エラベノベル堂

町を守る五人組

全年齢

小説ID: cmnhipaa5000d01mz9wdahm82

9章 / 全10

地域最大の催しは、朝から町じゅうを巻き込んでいた。広場には露店が並び、太鼓の音が風に乗り、子どもたちは色紙の旗を追いかけて走り回る。五人にとっては、これが最後の大きなアピールの場だった。だが久志は、派手に目立つより、ここまで積み重ねたものを見せようと言った。達夫も、観客をどこへ流し、どこで立ち止まらせるかが大事だと、地図を広げて頷く。昭男は仮設の台を確かめ、和彦は来場者の顔と名前を手早く覚え、美代子は受付の白い札を静かに整えた。 開会の合図が鳴ると、五人は一斉に動いた。迷子になりそうな子どもを見つければ和彦が先に名を呼び、重い箱が傾けば昭男が支え、会場の端で道が詰まれば達夫がすぐに流れを変える。久志は声を張って人を集めるが、命令ではなく、こちらへどうぞと誘う調子だった。
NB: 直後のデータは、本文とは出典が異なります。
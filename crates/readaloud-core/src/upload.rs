//! Upload boundary: accepts exactly one PDF under the size ceiling.

use tracing::{debug, warn};

use crate::error::UploadRejection;
use crate::pdf::FileBlob;

/// Largest accepted upload (50 MB).
pub const MAX_FILE_SIZE: u64 = 50 * 1024 * 1024;

/// Rules applied to files before they reach the extractor.
#[derive(Debug, Clone, PartialEq, Eq)]
pub struct UploadPolicy {
    /// Maximum size in bytes.
    pub max_file_size: u64,
    /// Substring the media type must contain.
    pub accepted_type: String,
}

impl Default for UploadPolicy {
    fn default() -> Self {
        Self {
            max_file_size: MAX_FILE_SIZE,
            accepted_type: "pdf".to_string(),
        }
    }
}

impl UploadPolicy {
    /// Check a single file. A wrong type is reported before a size problem.
    pub fn check<F: FileBlob + ?Sized>(&self, file: &F) -> Result<(), UploadRejection> {
        if !file.media_type().contains(&self.accepted_type) {
            return Err(UploadRejection::WrongType {
                media_type: file.media_type().to_string(),
            });
        }
        if file.size() > self.max_file_size {
            return Err(UploadRejection::TooLarge {
                size: file.size(),
                limit_mb: self.max_file_size / (1024 * 1024),
            });
        }
        Ok(())
    }

    /// Pick the single acceptable file out of a drop or picker selection.
    ///
    /// An empty selection is not an error and yields `Ok(None)`.
    pub fn accept_single<'a, F: FileBlob>(
        &self,
        files: &'a [F],
    ) -> Result<Option<&'a F>, UploadRejection> {
        let file = match files {
            [] => return Ok(None),
            [file] => file,
            _ => {
                warn!("Rejected drop of {} files", files.len());
                return Err(UploadRejection::TooManyFiles { count: files.len() });
            }
        };

        if let Err(rejection) = self.check(file) {
            warn!("Rejected upload {}: {:?}", file.name(), rejection);
            return Err(rejection);
        }

        debug!("Accepted upload {} ({} bytes)", file.name(), file.size());
        Ok(Some(file))
    }
}
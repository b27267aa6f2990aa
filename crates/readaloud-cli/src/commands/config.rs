//! Config command - inspect and edit the reader configuration.
//!
//! Keys are dotted paths into the JSON form of [`ReaderConfig`], e.g.
//! `speech.program` or `upload.max_file_size`.

use std::fs;
use std::path::Path;

use clap::{Args, Subcommand};
use console::style;
use serde_json::Value;

use readaloud_core::models::config::ReaderConfig;

use super::config_file;

#[derive(Args)]
pub struct ConfigArgs {
    #[command(subcommand)]
    command: ConfigCommand,
}

#[derive(Subcommand)]
enum ConfigCommand {
    /// Print the effective configuration
    Show,

    /// Write a configuration file with default values
    Init {
        /// Replace an existing file
        #[arg(long)]
        force: bool,
    },

    /// Print one value (e.g. "speech.program")
    Get { key: String },

    /// Change one value; non-JSON input is stored as a string
    Set { key: String, value: String },

    /// List every key with its current value
    Keys,

    /// Print where the configuration file lives
    Path,
}

pub async fn run(args: ConfigArgs, config_path: Option<&str>) -> anyhow::Result<()> {
    let path = config_file(config_path);
    match args.command {
        ConfigCommand::Show => show(&path),
        ConfigCommand::Init { force } => init(&path, force),
        ConfigCommand::Get { key } => get(&path, &key),
        ConfigCommand::Set { key, value } => set(&path, &key, &value),
        ConfigCommand::Keys => keys(&path),
        ConfigCommand::Path => where_is(&path),
    }
}

/// The file's contents, or defaults when it does not exist yet.
fn read(path: &Path) -> anyhow::Result<Value> {
    let config = if path.exists() {
        ReaderConfig::from_file(path)?
    } else {
        ReaderConfig::default()
    };
    Ok(serde_json::to_value(config)?)
}

fn lookup<'a>(json: &'a Value, key: &str) -> Option<&'a Value> {
    key.split('.').try_fold(json, |node, part| node.get(part))
}

fn lookup_mut<'a>(json: &'a mut Value, key: &str) -> Option<&'a mut Value> {
    key.split('.').try_fold(json, |node, part| node.get_mut(part))
}

fn show(path: &Path) -> anyhow::Result<()> {
    if !path.exists() {
        eprintln!("{} {} does not exist, showing defaults", style("ℹ").blue(), path.display());
    }
    println!("{}", serde_json::to_string_pretty(&read(path)?)?);
    Ok(())
}

fn init(path: &Path, force: bool) -> anyhow::Result<()> {
    if path.exists() && !force {
        anyhow::bail!("{} already exists (pass --force to replace it)", path.display());
    }
    if let Some(parent) = path.parent() {
        fs::create_dir_all(parent)?;
    }
    ReaderConfig::default().save(path)?;

    println!("{} Wrote defaults to {}", style("✓").green(), path.display());
    Ok(())
}

fn get(path: &Path, key: &str) -> anyhow::Result<()> {
    let json = read(path)?;
    let value = lookup(&json, key).ok_or_else(|| anyhow::anyhow!("Unknown configuration key: {}", key))?;
    println!("{}", serde_json::to_string_pretty(value)?);
    Ok(())
}

fn set(path: &Path, key: &str, raw: &str) -> anyhow::Result<()> {
    let mut json = read(path)?;
    let slot = lookup_mut(&mut json, key).ok_or_else(|| anyhow::anyhow!("Unknown configuration key: {}", key))?;
    if slot.is_object() {
        anyhow::bail!("{} is a section; set one of its keys instead", key);
    }
    *slot = serde_json::from_str(raw).unwrap_or_else(|_| Value::String(raw.to_string()));
    let shown = slot.to_string();

    let config: ReaderConfig = serde_json::from_value(json)
        .map_err(|e| anyhow::anyhow!("Invalid value for {}: {}", key, e))?;
    config.validate()?;

    if let Some(parent) = path.parent() {
        fs::create_dir_all(parent)?;
    }
    config.save(path)?;

    println!("{} {} = {}", style("✓").green(), key, shown);
    Ok(())
}

fn keys(path: &Path) -> anyhow::Result<()> {
    fn walk(prefix: &str, node: &Value, out: &mut Vec<(String, String)>) {
        match node {
            Value::Object(map) => {
                for (name, child) in map {
                    let key = if prefix.is_empty() {
                        name.clone()
                    } else {
                        format!("{}.{}", prefix, name)
                    };
                    walk(&key, child, out);
                }
            }
            leaf => out.push((prefix.to_string(), leaf.to_string())),
        }
    }

    let mut entries = Vec::new();
    walk("", &read(path)?, &mut entries);
    let width = entries.iter().map(|(key, _)| key.len()).max().unwrap_or(0);
    for (key, value) in entries {
        println!("{:width$}  {}", style(&key).cyan(), value, width = width);
    }
    Ok(())
}

fn where_is(path: &Path) -> anyhow::Result<()> {
    let status = if path.exists() {
        style("exists").green()
    } else {
        style("not created").yellow()
    };
    println!("{} ({})", path.display(), status);
    Ok(())
}
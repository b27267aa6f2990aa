//! Terminal rendering of the reader view.

use console::style;

use readaloud_core::view::{AudioControls, ControlAction, ScreenView, TextPreview};

/// Lines of preview shown at once.
pub const PREVIEW_HEIGHT: usize = 12;

pub fn controls_line(controls: &AudioControls) -> String {
    let state = match controls.primary {
        ControlAction::Pause => style("▶ speaking").green().to_string(),
        ControlAction::Play => style("■ stopped").yellow().to_string(),
    };
    let filled = (controls.volume * 10.0).round() as usize;
    let bar = format!("{}{}", "█".repeat(filled), "░".repeat(10 - filled.min(10)));
    format!(
        "{}  [p] {}  [s] {}  volume {} {:>3}%",
        state,
        controls.primary_label(),
        controls.reset_label,
        bar,
        (controls.volume * 100.0).round() as u32
    )
}

pub fn print_view(view: &ScreenView) {
    if let Some(error) = &view.error {
        eprintln!("{} {}  [d] dismiss", style("✗").red(), style(&error.message).red());
    }
    if let Some(spinner) = &view.spinner {
        eprintln!("{}", style(spinner.label).dim());
    }
    if let Some(controls) = &view.controls {
        eprintln!("{}", controls_line(controls));
    }
}

pub fn print_preview(preview: &TextPreview, offset: usize) -> usize {
    eprintln!("{}", style(preview.title).bold());
    for line in preview.window(offset, PREVIEW_HEIGHT) {
        eprintln!("  {}", line);
    }
    let next = offset + PREVIEW_HEIGHT;
    if next < preview.line_count() {
        eprintln!("  {}", style("... [t] more").dim());
        next
    } else {
        0
    }
}

pub fn print_help() {
    eprintln!(
        "{}",
        style("Keys: p play/pause, s reset, + / - volume, t preview, d dismiss error, q quit").dim()
    );
}
//! Explicit reader state.

use crate::speech::{Utterance, UtteranceId};

/// Playback of the extracted text.
#[derive(Debug, Clone, PartialEq)]
pub enum Playback {
    /// No live utterance.
    Stopped,
    /// The utterance is being spoken.
    Speaking(Utterance),
    /// The utterance was paused and is still held by the engine.
    Paused(Utterance),
}

impl Playback {
    /// The live utterance, if any.
    pub fn utterance(&self) -> Option<&Utterance> {
        match self {
            Self::Stopped => None,
            Self::Speaking(u) | Self::Paused(u) => Some(u),
        }
    }

    pub(crate) fn utterance_mut(&mut self) -> Option<&mut Utterance> {
        match self {
            Self::Stopped => None,
            Self::Speaking(u) | Self::Paused(u) => Some(u),
        }
    }

    pub fn utterance_id(&self) -> Option<UtteranceId> {
        self.utterance().map(Utterance::id)
    }

    pub fn is_speaking(&self) -> bool {
        matches!(self, Self::Speaking(_))
    }
}

/// Where the reader is in its lifecycle.
///
/// Processing and speaking cannot be true at the same time: a document is
/// either being extracted or its text is ready for playback.
#[derive(Debug, Clone, PartialEq)]
pub enum ReaderState {
    /// No text and nothing in flight.
    Idle,
    /// An accepted upload is being extracted.
    Processing,
    /// Text is available.
    Ready { text: String, playback: Playback },
}

/// Coarse label for [`ReaderState`], handy for logs and views.
#[derive(Debug, Clone, Copy, PartialEq, Eq, serde::Serialize)]
#[serde(rename_all = "snake_case")]
pub enum Phase {
    Idle,
    Processing,
    ReadyIdle,
    ReadySpeaking,
}

impl ReaderState {
    pub fn phase(&self) -> Phase {
        match self {
            Self::Idle => Phase::Idle,
            Self::Processing => Phase::Processing,
            Self::Ready { playback, .. } if playback.is_speaking() => Phase::ReadySpeaking,
            Self::Ready { .. } => Phase::ReadyIdle,
        }
    }

    pub fn text(&self) -> Option<&str> {
        match self {
            Self::Ready { text, .. } => Some(text),
            _ => None,
        }
    }

    pub fn playback(&self) -> Option<&Playback> {
        match self {
            Self::Ready { playback, .. } => Some(playback),
            _ => None,
        }
    }
}
//! Price history port, implemented by the data-acquisition collaborator.

use crate::domain::error::SetupscanError;
use crate::domain::ohlcv::PriceBar;

/// Source of daily bars for an instrument.
///
/// Implementations return bars ordered by date, deduplicated and gap-free on
/// trading days. Fetching and caching happen entirely behind this trait.
pub trait PriceSource {
    fn fetch_bars(&self, instrument: &str) -> Result<Vec<PriceBar>, SetupscanError>;
}
//! Exponential Moving Average, used as the building block of MACD.
//!
//! k = 2/(n+1), seed with first SMA, then EMA[i] = C[i]*k + EMA[i-1]*(1-k).
//! Warmup: first (n-1) bars are undefined.

/// EMA over an arbitrary sequence. `None` inputs before the first defined
/// value are skipped; the seed window starts at the first defined value.
pub(crate) fn ema_of_optional(values: &[Option<f64>], period: usize) -> Vec<Option<f64>> {
    let mut out = vec![None; values.len()];
    let Some(start) = values.iter().position(Option::is_some) else {
        return out;
    };
    let tail: Vec<f64> = values[start..].iter().map(|v| v.unwrap_or(0.0)).collect();
    for (i, v) in ema_of(&tail, period).into_iter().enumerate() {
        out[start + i] = v;
    }
    out
}

pub(crate) fn ema_of(values: &[f64], period: usize) -> Vec<Option<f64>> {
    if period == 0 {
        return vec![None; values.len()];
    }

    let mut out = Vec::with_capacity(values.len());
    let k = 2.0 / (period as f64 + 1.0);
    let mut ema = 0.0;
    let mut sum = 0.0;

    for (i, &value) in values.iter().enumerate() {
        if i < period - 1 {
            sum += value;
            out.push(None);
        } else if i == period - 1 {
            sum += value;
            ema = sum / period as f64;
            out.push(Some(ema));
        } else {
            ema = value * k + ema * (1.0 - k);
            out.push(Some(ema));
        }
    }

    out
}
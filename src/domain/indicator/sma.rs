//! Simple moving average over closes or volumes.
//!
//! SMA[i] = mean(x[i-n+1..=i]). Warmup: first (n-1) bars are undefined.

use crate::domain::indicator::{IndicatorSeries, IndicatorType};
use crate::domain::ohlcv::PriceBar;

pub fn calculate_sma(bars: &[PriceBar], period: usize) -> IndicatorSeries {
    let closes: Vec<f64> = bars.iter().map(|b| b.close).collect();
    IndicatorSeries {
        indicator_type: IndicatorType::Sma(period),
        values: rolling_mean(&closes, period),
    }
}

pub fn calculate_volume_sma(bars: &[PriceBar], period: usize) -> IndicatorSeries {
    let volumes: Vec<f64> = bars.iter().map(|b| b.volume as f64).collect();
    IndicatorSeries {
        indicator_type: IndicatorType::VolumeSma(period),
        values: rolling_mean(&volumes, period),
    }
}

/// Each window is summed from scratch so the result does not depend on
/// accumulated floating-point drift.
pub(crate) fn rolling_mean(values: &[f64], period: usize) -> Vec<Option<f64>> {
    if period == 0 {
        return vec![None; values.len()];
    }

    (0..values.len())
        .map(|i| {
            if i + 1 < period {
                None
            } else {
                let window = &values[i + 1 - period..=i];
                Some(window.iter().sum::<f64>() / period as f64)
            }
        })
        .collect()
}

#[cfg(test)]
mod tests {
    use super::*;
    use crate::domain::indicator::test_support::bars_from_closes;

    #[test]
    fn sma_warmup_is_undefined() {
        let bars = bars_from_closes(&[1.0, 2.0, 3.0, 4.0, 5.0]);
        let series = calculate_sma(&bars, 3);
        assert_eq!(series.values[0], None);
        assert_eq!(series.values[1], None);
        assert!(series.values[2].is_some());
    }

    #[test]
    fn sma_values() {
        let bars = bars_from_closes(&[1.0, 2.0, 3.0, 4.0, 5.0]);
        let series = calculate_sma(&bars, 3);
        assert!((series.values[2].unwrap() - 2.0).abs() < 1e-12);
        assert!((series.values[3].unwrap() - 3.0).abs() < 1e-12);
        assert!((series.values[4].unwrap() - 4.0).abs() < 1e-12);
    }

    #[test]
    fn sma_zero_is_a_value_not_a_placeholder() {
        let bars = bars_from_closes(&[0.0, 0.0, 0.0]);
        let series = calculate_sma(&bars, 2);
        assert_eq!(series.values[0], None);
        assert_eq!(series.values[1], Some(0.0));
    }

    #[test]
    fn sma_period_longer_than_history() {
        let bars = bars_from_closes(&[1.0, 2.0]);
        let series = calculate_sma(&bars, 200);
        assert!(series.values.iter().all(Option::is_none));
    }

    #[test]
    fn sma_zero_period() {
        let bars = bars_from_closes(&[1.0, 2.0]);
        let series = calculate_sma(&bars, 0);
        assert!(series.values.iter().all(Option::is_none));
    }

    #[test]
    fn volume_sma() {
        let mut bars = bars_from_closes(&[1.0, 1.0, 1.0]);
        bars[0].volume = 100;
        bars[1].volume = 200;
        bars[2].volume = 600;
        let series = calculate_volume_sma(&bars, 3);
        assert_eq!(series.indicator_type, IndicatorType::VolumeSma(3));
        assert!((series.values[2].unwrap() - 300.0).abs() < 1e-12);
    }
}
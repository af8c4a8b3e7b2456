//! setupscan: technical setup detection, scoring and historical replay for
//! daily price series.
//!
//! Hexagonal architecture: analysis logic in [`domain`], port traits in
//! [`ports`], concrete implementations in [`adapters`].
//!
//! Pipeline: [`compute_indicators`] → [`evaluate_all_strategies`] →
//! [`score`], or [`run_backtest`] over the same enriched series.

pub mod adapters;
pub mod domain;
pub mod ports;

pub use domain::backtest::{run_backtest, BacktestConfig, BacktestWindow, StrategySelector};
pub use domain::config::AnalysisConfig;
pub use domain::error::{Result, SetupscanError};
pub use domain::indicator::{compute_indicators, compute_indicators_with, EnrichedBar};
pub use domain::metrics::{breakdown_by_strategy, BacktestReport};
pub use domain::ohlcv::PriceBar;
pub use domain::position::{ExitReason, SimulatedTrade};
pub use domain::scanner::{backtest_universe, scan_source, scan_universe, InstrumentHistory};
pub use domain::scorer::{score, CompositeResult, ScorerConfig};
pub use domain::strategy::{evaluate_all_strategies, StrategyConfig, StrategyKind, StrategyResult};
//! Backtest statistics, derived purely from a closed-trade sequence.

use crate::domain::position::{ExitReason, SimulatedTrade};
use crate::domain::strategy::StrategyKind;
use chrono::NaiveDate;
use std::collections::BTreeMap;

/// Equity index the curve starts from.
pub const INITIAL_EQUITY: f64 = 100.0;

#[derive(Debug, Clone, Copy, PartialEq)]
#[cfg_attr(feature = "serde", derive(serde::Serialize))]
pub struct EquityPoint {
    pub date: NaiveDate,
    pub equity: f64,
}

#[derive(Debug, Clone, Copy, Default, PartialEq, Eq)]
#[cfg_attr(feature = "serde", derive(serde::Serialize))]
pub struct ExitCounts {
    pub target: usize,
    pub stop: usize,
    pub timeout: usize,
}

impl ExitCounts {
    pub fn get(&self, reason: ExitReason) -> usize {
        match reason {
            ExitReason::Target => self.target,
            ExitReason::Stop => self.stop,
            ExitReason::Timeout => self.timeout,
        }
    }

    fn record(&mut self, reason: ExitReason) {
        match reason {
            ExitReason::Target => self.target += 1,
            ExitReason::Stop => self.stop += 1,
            ExitReason::Timeout => self.timeout += 1,
        }
    }
}

/// Percent fields are percent points (10.0 = +10%); `win_rate` is a
/// fraction in [0, 1].
#[derive(Debug, Clone, PartialEq)]
#[cfg_attr(feature = "serde", derive(serde::Serialize))]
pub struct BacktestReport {
    pub trades: Vec<SimulatedTrade>,
    pub no_trades: bool,
    pub winning_trades: usize,
    pub losing_trades: usize,
    pub win_rate: f64,
    pub avg_gain: f64,
    /// Mean return of the losing trades; zero or negative.
    pub avg_loss: f64,
    pub avg_return: f64,
    pub best_trade: f64,
    pub worst_trade: f64,
    pub profit_factor: f64,
    /// Compounded across trades in exit order.
    pub total_return: f64,
    /// Largest peak-to-trough decline of the equity curve; zero or negative.
    pub max_drawdown: f64,
    pub max_consecutive_losses: usize,
    pub avg_holding_days: f64,
    pub exit_counts: ExitCounts,
    pub equity_curve: Vec<EquityPoint>,
}

impl BacktestReport {
    /// Aggregate `trades` (in exit order). `start` dates the initial equity
    /// point. An empty trade list yields a zeroed report flagged `no_trades`.
    pub fn compute(trades: Vec<SimulatedTrade>, start: NaiveDate) -> Self {
        let mut winning_trades = 0usize;
        let mut total_gains = 0.0_f64;
        let mut total_losses = 0.0_f64;
        let mut sum_returns = 0.0_f64;
        let mut best_trade = f64::NEG_INFINITY;
        let mut worst_trade = f64::INFINITY;
        let mut total_holding_days = 0i64;
        let mut consecutive_losses = 0usize;
        let mut max_consecutive_losses = 0usize;
        let mut exit_counts = ExitCounts::default();

        let mut equity = INITIAL_EQUITY;
        let mut equity_curve = Vec::with_capacity(trades.len() + 1);
        equity_curve.push(EquityPoint {
            date: start,
            equity,
        });

        for trade in &trades {
            let r = trade.return_pct;
            if trade.is_winner() {
                winning_trades += 1;
                total_gains += r;
                consecutive_losses = 0;
            } else {
                total_losses += r;
                consecutive_losses += 1;
                max_consecutive_losses = max_consecutive_losses.max(consecutive_losses);
            }
            sum_returns += r;
            best_trade = best_trade.max(r);
            worst_trade = worst_trade.min(r);
            total_holding_days += trade.holding_days;
            exit_counts.record(trade.exit_reason);

            equity *= 1.0 + r / 100.0;
            equity_curve.push(EquityPoint {
                date: trade.exit_date,
                equity,
            });
        }

        let total = trades.len();
        let losing_trades = total - winning_trades;
        let mean = |sum: f64, n: usize| if n > 0 { sum / n as f64 } else { 0.0 };

        let profit_factor = if total_losses < 0.0 {
            total_gains / total_losses.abs()
        } else if total_gains > 0.0 {
            f64::INFINITY
        } else {
            0.0
        };

        let (best_trade, worst_trade) = if total > 0 {
            (best_trade, worst_trade)
        } else {
            (0.0, 0.0)
        };

        let max_drawdown = compute_drawdown(&equity_curve);

        BacktestReport {
            no_trades: total == 0,
            winning_trades,
            losing_trades,
            win_rate: mean(winning_trades as f64, total),
            avg_gain: mean(total_gains, winning_trades),
            avg_loss: mean(total_losses, losing_trades),
            avg_return: mean(sum_returns, total),
            best_trade,
            worst_trade,
            profit_factor,
            total_return: equity - INITIAL_EQUITY,
            max_drawdown,
            max_consecutive_losses,
            avg_holding_days: mean(total_holding_days as f64, total),
            exit_counts,
            equity_curve,
            trades,
        }
    }

    pub fn total_trades(&self) -> usize {
        self.trades.len()
    }
}

/// Largest peak-to-trough decline, as a negative percent of the peak.
pub fn compute_drawdown(equity_curve: &[EquityPoint]) -> f64 {
    let Some(first) = equity_curve.first() else {
        return 0.0;
    };

    let mut peak = first.equity;
    let mut max_dd = 0.0_f64;

    for point in equity_curve {
        if point.equity > peak {
            peak = point.equity;
        } else if peak > 0.0 {
            let dd = (point.equity - peak) / peak * 100.0;
            if dd < max_dd {
                max_dd = dd;
            }
        }
    }

    max_dd
}

/// One report per strategy that produced at least one trade, each with its
/// own equity curve starting at `start`.
pub fn breakdown_by_strategy(
    trades: &[SimulatedTrade],
    start: NaiveDate,
) -> BTreeMap<StrategyKind, BacktestReport> {
    let mut grouped: BTreeMap<StrategyKind, Vec<SimulatedTrade>> = BTreeMap::new();
    for trade in trades {
        grouped.entry(trade.strategy).or_default().push(trade.clone());
    }
    grouped
        .into_iter()
        .map(|(kind, trades)| (kind, BacktestReport::compute(trades, start)))
        .collect()
}

#[cfg(test)]
mod tests {
    use super::*;

    fn date(offset: i64) -> NaiveDate {
        NaiveDate::from_ymd_opt(2024, 1, 1).unwrap() + chrono::Duration::days(offset)
    }

    fn make_trade(strategy: StrategyKind, return_pct: f64, exit_day: i64, days: i64) -> SimulatedTrade {
        let reason = if return_pct > 0.0 {
            ExitReason::Target
        } else {
            ExitReason::Stop
        };
        SimulatedTrade {
            strategy,
            entry_date: date(exit_day - days),
            entry_price: 100.0,
            stop_price: 95.0,
            target_price: 110.0,
            exit_date: date(exit_day),
            exit_price: 100.0 + return_pct,
            exit_reason: reason,
            return_pct,
            holding_days: days,
            max_adverse_pct: 0.0,
            max_favorable_pct: 0.0,
        }
    }

    fn tp(return_pct: f64, exit_day: i64) -> SimulatedTrade {
        make_trade(StrategyKind::TrendPullback, return_pct, exit_day, 5)
    }

    fn curve(values: &[f64]) -> Vec<EquityPoint> {
        values
            .iter()
            .enumerate()
            .map(|(i, &equity)| EquityPoint {
                date: date(i as i64),
                equity,
            })
            .collect()
    }

    #[test]
    fn report_no_trades() {
        let report = BacktestReport::compute(Vec::new(), date(0));
        assert!(report.no_trades);
        assert_eq!(report.total_trades(), 0);
        assert_eq!(report.win_rate, 0.0);
        assert_eq!(report.profit_factor, 0.0);
        assert_eq!(report.total_return, 0.0);
        assert_eq!(report.max_drawdown, 0.0);
        assert_eq!(report.best_trade, 0.0);
        assert_eq!(report.worst_trade, 0.0);
        assert_eq!(report.equity_curve.len(), 1);
        assert_eq!(report.equity_curve[0].equity, INITIAL_EQUITY);
    }

    #[test]
    fn report_profit_factor() {
        let report = BacktestReport::compute(vec![tp(10.0, 10), tp(-5.0, 20)], date(0));
        assert!((report.profit_factor - 2.0).abs() < 1e-9);
        assert!((report.win_rate - 0.5).abs() < f64::EPSILON);
        assert!((report.avg_gain - 10.0).abs() < 1e-9);
        assert!((report.avg_loss - (-5.0)).abs() < 1e-9);
    }

    #[test]
    fn report_profit_factor_without_losses_is_infinite() {
        let report = BacktestReport::compute(vec![tp(3.0, 10), tp(4.0, 20)], date(0));
        assert!(report.profit_factor.is_infinite());
        assert_eq!(report.max_drawdown, 0.0);
    }

    #[test]
    fn report_total_return_compounds() {
        let report = BacktestReport::compute(vec![tp(10.0, 10), tp(10.0, 20)], date(0));
        assert!((report.total_return - 21.0).abs() < 1e-9);
        let last = report.equity_curve.last().unwrap();
        assert_eq!(last.date, date(20));
        assert!((last.equity - 121.0).abs() < 1e-9);
    }

    #[test]
    fn report_equity_curve_and_drawdown() {
        // 100 → 110 → 90 → 95
        let trades = vec![tp(10.0, 10), tp(-200.0 / 11.0, 20), tp(50.0 / 9.0, 30)];
        let report = BacktestReport::compute(trades, date(0));
        let equity: Vec<f64> = report.equity_curve.iter().map(|p| p.equity).collect();
        assert_eq!(equity.len(), 4);
        assert!((equity[2] - 90.0).abs() < 1e-9);
        assert!((equity[3] - 95.0).abs() < 1e-9);
        assert!((report.max_drawdown - (-18.181818181818183)).abs() < 1e-6);
    }

    #[test]
    fn report_consecutive_losses_in_order() {
        let trades = vec![
            tp(-1.0, 1),
            tp(-1.0, 2),
            tp(2.0, 3),
            tp(-1.0, 4),
            tp(-1.0, 5),
            tp(-1.0, 6),
            tp(5.0, 7),
        ];
        let report = BacktestReport::compute(trades, date(0));
        assert_eq!(report.max_consecutive_losses, 3);
        assert_eq!(report.winning_trades, 2);
        assert_eq!(report.losing_trades, 5);
    }

    #[test]
    fn report_best_worst_and_holding() {
        let trades = vec![
            make_trade(StrategyKind::Breakout, 8.0, 10, 4),
            make_trade(StrategyKind::Breakout, -3.0, 20, 6),
            make_trade(StrategyKind::Breakout, 1.0, 30, 8),
        ];
        let report = BacktestReport::compute(trades, date(0));
        assert!((report.best_trade - 8.0).abs() < f64::EPSILON);
        assert!((report.worst_trade - (-3.0)).abs() < f64::EPSILON);
        assert!((report.avg_holding_days - 6.0).abs() < 1e-9);
        assert!((report.avg_return - 2.0).abs() < 1e-9);
        assert_eq!(report.exit_counts.get(ExitReason::Target), 2);
        assert_eq!(report.exit_counts.get(ExitReason::Stop), 1);
        assert_eq!(report.exit_counts.get(ExitReason::Timeout), 0);
    }

    #[test]
    fn breakeven_counts_as_loss_without_moving_profit_factor() {
        let report = BacktestReport::compute(vec![tp(0.0, 1)], date(0));
        assert_eq!(report.losing_trades, 1);
        assert_eq!(report.profit_factor, 0.0);
        assert!(!report.no_trades);
    }

    #[test]
    fn drawdown_of_known_curve() {
        let dd = compute_drawdown(&curve(&[100.0, 110.0, 90.0, 95.0]));
        assert!((dd - (-18.18)).abs() < 0.01);
    }

    #[test]
    fn drawdown_takes_deepest_trough() {
        let dd = compute_drawdown(&curve(&[100.0, 110.0, 90.0, 95.0, 80.0, 100.0]));
        assert!((dd - (80.0 - 110.0) / 110.0 * 100.0).abs() < 1e-9);
    }

    #[test]
    fn drawdown_empty_curve() {
        assert_eq!(compute_drawdown(&[]), 0.0);
    }

    #[test]
    fn breakdown_groups_by_strategy() {
        let trades = vec![
            make_trade(StrategyKind::Breakout, 5.0, 10, 3),
            make_trade(StrategyKind::MeanReversion, -2.0, 12, 3),
            make_trade(StrategyKind::Breakout, -1.0, 20, 3),
        ];
        let by_strategy = breakdown_by_strategy(&trades, date(0));
        assert_eq!(by_strategy.len(), 2);
        assert_eq!(by_strategy[&StrategyKind::Breakout].total_trades(), 2);
        assert_eq!(by_strategy[&StrategyKind::MeanReversion].total_trades(), 1);
        assert!(!by_strategy.contains_key(&StrategyKind::GoldenCross));
    }
}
美代子はその中心を歩き、困っている人の視線を受け止めては、必要な相手へそっとつなぐ。誰も大げさな見せ場を作らないのに、広場は不思議なほど滑らかに回っていた。 やがて、催しの目玉である餅まきの準備が始まった。若い実行委員が派手な演出を足そうとして、上に登った飾り台がぐらりと揺れる。ざわりと人波が引いた瞬間、五人は顔を見合わせた。久志が大きな声で下がってくれと叫び、達夫が危ない場所を即座に外へ誘導する。昭男は台の支柱へ駆け寄り、手持ちの器具で押さえ込み、和彦は子どもたちを安心させるように笑顔で手を振った。美代子は倒れかけた若者の肩を支え、落ち着いて、と低く告げる。 その連携は、見ていて胸がすくほど無駄がなかった。大きな音も、派手な決め台詞もいらない。ただ、誰が先に動くかが自然に決まっていた。台は無事に立て直され、観客の不安もすぐに収まった。すると、広場のあちこちから拍手が起こる。最初は助かったからではなく、あれだけの混乱を笑いに変えてしまったからだった。 催しの終わり際、会場の中央に町長が立ち、五人へ感謝状を手渡した。だが本当に人々を驚かせたのは、そのあとだった。表彰台の横に、手作りの旗が掲げられていたのだ。白地に五つの色が重なり、その真ん中に大きく一文字、結と書かれている。説明したのは、以前から白を煙たがっていた若い母親だった。あの色があったから、私たちは安心して近づけた。だから今日は、ひとつにつながる日だと思ったんです。 美代子は旗を見上げたまま、少しだけ目を丸くした。白は浮く色ではなく、みんなを寄せるための場所だった。久志が照れくさそうに笑い、達夫が肩をすくめ、昭男が静かにうなずく。和彦は来場者の拍手を拾うように手を振った。 その夜、掲示板には新しい紙が貼られた。町の守り手は、派手さではなく、信頼でできている。そこに署名はなかった。だが広場の片隅で、白い札だけがやわらかく灯りを受けていた。五人は初めて、自分たちが何者かをはっきり知った。戦隊は目立つためにあるのではない。誰かの不安を、気づかれぬうちに受け止めるためにある。しかも最後に選ばれた答えは、英雄らしい勝利ではなく、町そのものが彼らを守る側に回ったことだった。